The Association of Austrian Women Artists (VBKÖ) was founded in 1910 and shortly afterwards opened its location in Vienna's first district, where it can still be found today. Historically, the association belonged to the early female artist movements and had pioneering status: It carried out lobbying work for women in order to improve their interests in artistic, economic and educational terms, to increase their representation and to enter into international collaborations. Since then, (international) exhibition and event activities with a feminist orientation have been ongoing.

Complexity and contradictions

Organizations such as the VBKÖ demonstrate the complexity and contradictions of contemporary feminist historiography: Here, the emancipatory history of the artistic women's movement, which goes back to the time of imperialism and which can still be claimed in an official art historiography, meets the history of the Collaboration with the National Socialist regime. The gaps in knowledge with regard to one's own history, historiography and research resulting from historical and internal breaks in the association are more easily forgotten not only National Socialist, but also class-specific and colonial entanglements in the association.
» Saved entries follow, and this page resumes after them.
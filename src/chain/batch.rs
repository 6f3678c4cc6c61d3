use std::collections::BTreeMap;
use std::sync::Arc;

use serde::ser::{Serialize, SerializeStruct, Serializer};
use tokio::sync::Semaphore;
use tokio::task::JoinSet;
use tracing::{info, warn};

use super::canonical_symbol;
use super::data::ParsedChain;
use super::service::ChainService;

/// Outcome for one symbol of a batch.
#[derive(Debug, Clone)]
pub enum BatchEntry {
    Success(Arc<ParsedChain>),
    Failure(String),
}

impl BatchEntry {
    pub fn is_success(&self) -> bool {
        matches!(self, BatchEntry::Success(_))
    }
}

/// `{"success": true, "data": ...}` or `{"success": false, "error": "..."}`.
impl Serialize for BatchEntry {
    fn serialize<S: Serializer>(&self, serializer: S) -> Result<S::Ok, S::Error> {
        let mut state = serializer.serialize_struct("BatchEntry", 2)?;
        match self {
            BatchEntry::Success(chain) => {
                state.serialize_field("success", &true)?;
                state.serialize_field("data", chain)?;
            }
            BatchEntry::Failure(error) => {
                state.serialize_field("success", &false)?;
                state.serialize_field("error", error)?;
            }
        }
        state.end()
    }
}

/// One entry per distinct uppercased symbol.
pub type BatchResult = BTreeMap<String, BatchEntry>;

impl ChainService {
    /// Fetch every symbol over one shared session, at most `concurrency` at a time.
    ///
    /// Failures are recorded per symbol; the batch itself never fails.
    pub async fn batch_fetch(
        self: &Arc<Self>,
        symbols: &[String],
        expiry: Option<&str>,
        concurrency: usize,
    ) -> BatchResult {
        let symbols = unique_symbols(symbols);

        let session = match self.open_session() {
            Ok(session) => session,
            Err(err) => {
                warn!(error = %err, "could not open batch session");
                let error = err.to_string();
                return symbols
                    .into_iter()
                    .map(|symbol| (symbol, BatchEntry::Failure(error.clone())))
                    .collect();
            }
        };

        let gate = Arc::new(Semaphore::new(concurrency.max(1)));
        let throttle = self.batch.throttle();
        let mut workers = JoinSet::new();

        for symbol in &symbols {
            let service = Arc::clone(self);
            let session = session.clone();
            let gate = Arc::clone(&gate);
            let symbol = symbol.clone();
            let expiry = expiry.map(String::from);

            workers.spawn(async move {
                let entry = match gate.acquire_owned().await {
                    Ok(_permit) => {
                        let entry = match service
                            .get_parsed_chain(&symbol, expiry.as_deref(), Some(&session))
                            .await
                        {
                            Ok(chain) => BatchEntry::Success(chain),
                            Err(err) => BatchEntry::Failure(err.to_string()),
                        };
                        // Slot is held through the pause.
                        tokio::time::sleep(throttle).await;
                        entry
                    }
                    Err(err) => BatchEntry::Failure(err.to_string()),
                };
                (symbol, entry)
            });
        }
        drop(session);

        let mut results = BatchResult::new();
        while let Some(joined) = workers.join_next().await {
            match joined {
                Ok((symbol, entry)) => {
                    results.insert(symbol, entry);
                }
                Err(err) => warn!(error = %err, "batch worker did not finish"),
            }
        }
        for symbol in symbols {
            results
                .entry(symbol)
                .or_insert_with(|| BatchEntry::Failure("worker did not finish".into()));
        }

        let ok = results.values().filter(|e| e.is_success()).count();
        info!(total = results.len(), ok, failed = results.len() - ok, "batch complete");
        results
    }
}

/// Canonical symbols in first-seen order, blanks and repeats dropped.
fn unique_symbols(symbols: &[String]) -> Vec<String> {
    let mut unique: Vec<String> = Vec::with_capacity(symbols.len());
    for symbol in symbols.iter().filter_map(|s| canonical_symbol(s)) {
        if !unique.contains(&symbol) {
            unique.push(symbol);
        }
    }
    unique
}

#[cfg(test)]
mod tests {
    use super::*;

    use serde_json::json;

    use crate::chain::data::ChainSummary;

    #[test]
    fn test_unique_symbols() {
        let input: Vec<String> = ["tcs", "TCS", " infy", "", "Tcs", "sbin"]
            .into_iter()
            .map(String::from)
            .collect();
        assert_eq!(unique_symbols(&input), vec!["TCS", "INFY", "SBIN"]);
    }

    #[test]
    fn test_entry_json_shape() {
        let chain = Arc::new(ParsedChain {
            calls: vec![],
            puts: vec![],
            summary: ChainSummary {
                total_calls_oi: 0,
                total_puts_oi: 0,
                highest_call_oi: None,
                highest_put_oi: None,
            },
            underlying: Some(10.0),
            expiry_dates: vec![],
        });

        let ok = serde_json::to_value(BatchEntry::Success(chain)).unwrap();
        assert_eq!(ok["success"], json!(true));
        assert_eq!(ok["data"]["underlying"], json!(10.0));
        assert!(ok.get("error").is_none());

        let failed = serde_json::to_value(BatchEntry::Failure("boom".into())).unwrap();
        assert_eq!(failed, json!({ "success": false, "error": "boom" }));
    }
}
One of the greatest challenges is therefore to further develop structures and initiate processes that allow historical narratives to be re-examined over and over again, processes of reflection to continue and this knowledge to be made public and discussed. The VBKÖ positions itself as a place that maintains contemporary, feminist, artistic agendas, offers a space for experiments and promotes political and activist work in order to create a new, lively connection between historical debate and contemporary, queer, feminist art production.

Historical beginnings

The aim of the VBKÖ was to improve the interests of women artists in artistic, economic and training-related terms and to increase their representation. She succeeded in doing this, for example, by organizing specially designed annual exhibitions for members. Under the direction of the first president Olga Brand-Krieghammer , the VBKÖ organized a retrospective exhibition in the founding year 1910 to make the art of women visible ( Sofonisba Anguissola , Rosa Bonheur , Olga Boznańska , Angelika Kauffmann , Berthe Morisot , Elisabeth Vigée-Lebrun ...) . This undertaking is viewed by the feminist exhibition discourse as a historic pioneering achievement.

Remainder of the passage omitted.